Plus de 20 organisations ont déposé une initiative fédérale en faveur du développement des transports publics en Suisse.
Plus de 140’000 signatures authentifiées ont été remises à la Chancellerie fédérale. Le nombre élevé de signatures récoltées en faveur de cette initiative populaire démontre l'importance qu'accorde la population suisse à la qualité et à l'efficacité des transports publics.

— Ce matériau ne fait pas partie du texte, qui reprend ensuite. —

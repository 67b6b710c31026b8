use std::collections::BTreeSet;

use crate::entity::{enrollment, mentorship, user};
use anyhow::Result;
use chrono::Utc;
use collegejump_core::domain::{Email, PersonName, SemesterId, UserId};
use sea_orm::{
    ActiveModelTrait, ActiveValue::Set, ColumnTrait, ConnectionTrait, EntityTrait,
    PaginatorTrait, QueryFilter, QueryOrder,
};

#[derive(Debug, Clone, PartialEq, Eq)]
pub struct UserRecord {
    pub id: UserId,
    pub name: String,
    pub email: String,
    pub admin: bool,
}

#[derive(Debug, Clone)]
pub struct NewUser {
    pub name: PersonName,
    pub email: Email,
    pub password_hash: String,
    pub admin: bool,
}

#[derive(Debug, Clone, Default)]
pub struct UserUpdate {
    pub name: Option<PersonName>,
    pub email: Option<Email>,
    pub password_hash: Option<String>,
    pub admin: Option<bool>,
}

pub struct UserRepository<'c, C> {
    conn: &'c C,
}

impl<'c, C: ConnectionTrait> UserRepository<'c, C> {
    pub fn new(conn: &'c C) -> Self {
        Self { conn }
    }

    fn map_model(model: user::Model) -> UserRecord {
        UserRecord {
            id: UserId::new(model.id),
            name: model.name,
            email: model.email,
            admin: model.admin,
        }
    }

    pub async fn create(&self, new_user: NewUser) -> Result<UserRecord> {
        let active_model = user::ActiveModel {
            name: Set(new_user.name.into_inner()),
            email: Set(new_user.email.as_str().to_string()),
            password_hash: Set(new_user.password_hash),
            admin: Set(new_user.admin),
            created_at: Set(Utc::now().naive_utc()),
            ..Default::default()
        };

        let model = active_model.insert(self.conn).await?;
        Ok(Self::map_model(model))
    }

    pub async fn find_by_id(&self, user_id: UserId) -> Result<Option<UserRecord>> {
        let model = user::Entity::find_by_id(user_id.into_inner())
            .one(self.conn)
            .await?;

        Ok(model.map(Self::map_model))
    }

    pub async fn find_by_email(&self, email: &Email) -> Result<Option<UserRecord>> {
        let model = user::Entity::find()
            .filter(user::Column::Email.eq(email.as_str()))
            .one(self.conn)
            .await?;

        Ok(model.map(Self::map_model))
    }

    pub async fn find_credentials(&self, email: &Email) -> Result<Option<(UserRecord, String)>> {
        let model = user::Entity::find()
            .filter(user::Column::Email.eq(email.as_str()))
            .one(self.conn)
            .await?;

        Ok(model.map(|model| {
            let hash = model.password_hash.clone();
            (Self::map_model(model), hash)
        }))
    }

    pub async fn list_all(&self) -> Result<Vec<UserRecord>> {
        let models = user::Entity::find()
            .order_by_asc(user::Column::Id)
            .all(self.conn)
            .await?;

        Ok(models.into_iter().map(Self::map_model).collect())
    }

    pub async fn count(&self) -> Result<u64> {
        Ok(user::Entity::find().count(self.conn).await?)
    }

    pub async fn update(&self, user_id: UserId, update: UserUpdate) -> Result<Option<UserRecord>> {
        let Some(model) = user::Entity::find_by_id(user_id.into_inner())
            .one(self.conn)
            .await?
        else {
            return Ok(None);
        };

        let mut active_model: user::ActiveModel = model.into();
        if let Some(name) = update.name {
            active_model.name = Set(name.into_inner());
        }
        if let Some(email) = update.email {
            active_model.email = Set(email.as_str().to_string());
        }
        if let Some(password_hash) = update.password_hash {
            active_model.password_hash = Set(password_hash);
        }
        if let Some(admin) = update.admin {
            active_model.admin = Set(admin);
        }

        let updated = active_model.update(self.conn).await?;
        Ok(Some(Self::map_model(updated)))
    }

    pub async fn delete(&self, user_id: UserId) -> Result<bool> {
        let result = user::Entity::delete_by_id(user_id.into_inner())
            .exec(self.conn)
            .await?;

        Ok(result.rows_affected > 0)
    }

    pub async fn mentors_of(&self, mentee: UserId) -> Result<Vec<UserRecord>> {
        let mentor_ids: Vec<i32> = mentorship::Entity::find()
            .filter(mentorship::Column::MenteeId.eq(mentee.into_inner()))
            .all(self.conn)
            .await?
            .into_iter()
            .map(|row| row.mentor_id)
            .collect();

        self.find_many(mentor_ids).await
    }

    pub async fn mentees_of(&self, mentor: UserId) -> Result<Vec<UserRecord>> {
        let mentee_ids: Vec<i32> = mentorship::Entity::find()
            .filter(mentorship::Column::MentorId.eq(mentor.into_inner()))
            .all(self.conn)
            .await?
            .into_iter()
            .map(|row| row.mentee_id)
            .collect();

        self.find_many(mentee_ids).await
    }

    pub async fn is_mentor_of(&self, mentor: UserId, mentee: UserId) -> Result<bool> {
        let row = mentorship::Entity::find_by_id((mentor.into_inner(), mentee.into_inner()))
            .one(self.conn)
            .await?;

        Ok(row.is_some())
    }

    pub async fn set_mentors(&self, mentee: UserId, mentors: &[UserId]) -> Result<()> {
        mentorship::Entity::delete_many()
            .filter(mentorship::Column::MenteeId.eq(mentee.into_inner()))
            .exec(self.conn)
            .await?;

        let unique: BTreeSet<UserId> = mentors.iter().copied().collect();
        for mentor in unique {
            mentorship::ActiveModel {
                mentor_id: Set(mentor.into_inner()),
                mentee_id: Set(mentee.into_inner()),
            }
            .insert(self.conn)
            .await?;
        }

        Ok(())
    }

    pub async fn enrolled_semesters(&self, user_id: UserId) -> Result<Vec<SemesterId>> {
        let rows = enrollment::Entity::find()
            .filter(enrollment::Column::UserId.eq(user_id.into_inner()))
            .order_by_asc(enrollment::Column::SemesterId)
            .all(self.conn)
            .await?;

        Ok(rows
            .into_iter()
            .map(|row| SemesterId::new(row.semester_id))
            .collect())
    }

    pub async fn set_enrollments(&self, user_id: UserId, semesters: &[SemesterId]) -> Result<()> {
        enrollment::Entity::delete_many()
            .filter(enrollment::Column::UserId.eq(user_id.into_inner()))
            .exec(self.conn)
            .await?;

        let unique: BTreeSet<SemesterId> = semesters.iter().copied().collect();
        for semester in unique {
            enrollment::ActiveModel {
                user_id: Set(user_id.into_inner()),
                semester_id: Set(semester.into_inner()),
            }
            .insert(self.conn)
            .await?;
        }

        Ok(())
    }

    pub async fn interested_semesters(&self, user_id: UserId) -> Result<BTreeSet<SemesterId>> {
        let mut people = vec![user_id.into_inner()];
        people.extend(
            mentorship::Entity::find()
                .filter(mentorship::Column::MentorId.eq(user_id.into_inner()))
                .all(self.conn)
                .await?
                .into_iter()
                .map(|row| row.mentee_id),
        );

        let rows = enrollment::Entity::find()
            .filter(enrollment::Column::UserId.is_in(people))
            .all(self.conn)
            .await?;

        Ok(rows
            .into_iter()
            .map(|row| SemesterId::new(row.semester_id))
            .collect())
    }

    async fn find_many(&self, ids: Vec<i32>) -> Result<Vec<UserRecord>> {
        if ids.is_empty() {
            return Ok(Vec::new());
        }

        let models = user::Entity::find()
            .filter(user::Column::Id.is_in(ids))
            .order_by_asc(user::Column::Email)
            .all(self.conn)
            .await?;

        Ok(models.into_iter().map(Self::map_model).collect())
    }
}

Une nouvelle clé de répartition
Les transports publics ont atteint la limite de leur capacité estime l'Association transport et environnement (ATE), initiateur de cette initiative. Selon elle, il est indispensable d'étendre le réseau ferroviaire. Le texte de l'initiative propose un mode de financement permettant d'accélérer la construction du réseau. Selon la nouvelle clé de répartition proposée prévoit qu'après déduction de la part revenant à la Caisse fédérale générale, le solde des recettes provenant de la taxe sur les huiles minérales soit affectée à parts égales aux transports publics et aux transports routiers. Aujourd’hui, 75% de ces recettes reviennent au trafic routier et seulement 25% aux transports publics.
Agir dès aujourd'hui pour le bien des futures générations
«Si nous voulons que le réseau ferroviaire suisse réponde aux exigences des générations futures, c'est maintenant qu'il nous faut agir», a déclaré Franziska Teuscher, présidente centrale de l'ATE, lors de la remise des signatures à la Chancellerie fédérale. «Qui plus est, l'initiative apporte une importante contribution à la politique climatique, en ce sens qu'une extension du réseau ferroviaire permettra à davantage de personnes de se déplacer en train plutôt qu'en voiture».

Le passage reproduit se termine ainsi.